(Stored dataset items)
####################
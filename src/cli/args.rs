//! CLI argument definitions.
//!
//! The main entry point is the [`Cli`] struct.

use clap::{Parser, Subcommand};

/// DevKick - One command to kick off your development session.
#[derive(Debug, Parser)]
#[command(name = "devkick")]
#[command(author, version, about, long_about = None)]
#[command(arg_required_else_help = true)]
pub struct Cli {
    #[command(subcommand)]
    pub command: Commands,
}

/// Available subcommands.
#[derive(Debug, Clone, Copy, PartialEq, Eq, Subcommand)]
pub enum Commands {
    /// Run startup checks for your project
    Start,
}

#[cfg(test)]
mod tests {
    use super::*;
    use clap::CommandFactory;

    #[test]
    fn cli_definition_is_valid() {
        Cli::command().debug_assert();
    }

    #[test]
    fn parses_start() {
        let cli = Cli::try_parse_from(["devkick", "start"]).unwrap();
        assert_eq!(cli.command, Commands::Start);
    }

    #[test]
    fn missing_subcommand_is_an_error() {
        assert!(Cli::try_parse_from(["devkick"]).is_err());
    }

    #[test]
    fn unknown_flags_are_rejected() {
        assert!(Cli::try_parse_from(["devkick", "start", "--verbose"]).is_err());
    }
}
####################
(WHAT IS BEING ASKED)
Find the number of lines in the records that contain "Parser", and write that number only.

(TASK ANSWER)
2